Smithsonian writer Sarah Elizabeth Richards explained that if a child has a family history of genetic predisposition to high cholesterol, he or she can prevent it by taking action before symptoms develop. Parents can meet with a pediatrician to get information about diet and lifestyle, and help their children.
But not all diseases are so simple. Certain cancers or intractable diseases such as Alzheimer's or Parkinson's disease are genetically affected. However, it is known that the prevention of such diseases is not very effective and the role that parents can play is very limited.

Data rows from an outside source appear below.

//! # cast-core
//!
//! Core library for LAN screen casting.
//!
//! This crate contains:
//! - **Capture**: `CapturePipeline` pacing desktop snapshots through an H.264 encoder
//! - **Codec**: `CastCodec`, length-prefixed framing for `tokio_util`
//! - **Messages**: `Message`, `Handshake` and the wire type bytes
//! - **Transport**: `TransportClient`, a persistent connection with heartbeat
//! - **Discovery**: `DiscoveryService`, broadcast or segment-scan receiver lookup
//! - **Receiver**: `DiscoveryResponder` and `CastServer` for the other end
//! - **Task**: `ProbePool`, bounded concurrency for segment scans
//! - **Error**: `CastError`, a typed `thiserror`-based error hierarchy

pub mod capture;
pub mod codec;
pub mod discovery;
pub mod error;
pub mod message;
pub mod receiver;
pub mod task;
pub mod transport;

mod sync;

// ── Re-exports for ergonomic usage ───────────────────────────────

pub use capture::{
    CaptureBackend, CaptureConfig, CaptureListener, CaptureParameters, CapturePipeline, Clock,
    EncodedUnit, EncoderSettings, FramePacer, FrameSource, ManualClock, PixelFormat, RawFrame,
    SystemClock, VideoEncoder, calculate_bitrate,
};
pub use codec::{CastCodec, MAX_FRAME_SIZE};
pub use discovery::{
    DISCOVERY_PORT, DiscoveredDevice, DiscoveryConfig, DiscoveryListener, DiscoveryService,
    NetworkSegment, Prober, ScanTarget, TcpProbe, is_valid_network_segment, suggested_segments,
};
pub use error::CastError;
pub use message::{Handshake, Message, MessageType, PROTOCOL_VERSION};
pub use receiver::{CastServer, DiscoveryResponder, NoopReceiverListener, ReceiverListener};
pub use task::ProbePool;
pub use transport::{
    ConnectionState, DEFAULT_SERVER_PORT, NoopTransportListener, TransportClient,
    TransportConfig, TransportListener, VideoParams,
};

#[cfg(all(feature = "desktop", feature = "ffmpeg"))]
pub use capture::DesktopBackend;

According to Dr. Rainey Friedman Ross, a research scientist at the University of Chicago's Center for Clinical Medicine Ethics, "I think many people will be able to take appropriate action if they know in advance the likelihood of their child's outbreak. But in fact it is not. Rather, it is likely that the whole family will suffer. "
Ross said in an interview with Smithsonian that "we will only add unnecessary stress and anxiety and make our parents almost crazy." "You can tell by looking at the 'helicopter parents' who are trying to control every aspect of their child's life."
On the other hand, geneticist Dr. Bendon Colby said: "A genetic test of childhood will give us an optimistic view of the possible outbreak of the disease and a world where parents can do more for their children." For example, if you know you are at risk for breast cancer, you can be careful not to be exposed to the usual radiation.
But Ross opposed it and said, "It can be a burden to your child with an unwanted medical identity." "By changing the way we nurture, we can not prevent cancer in adulthood," he said. "There is so much we do not know yet."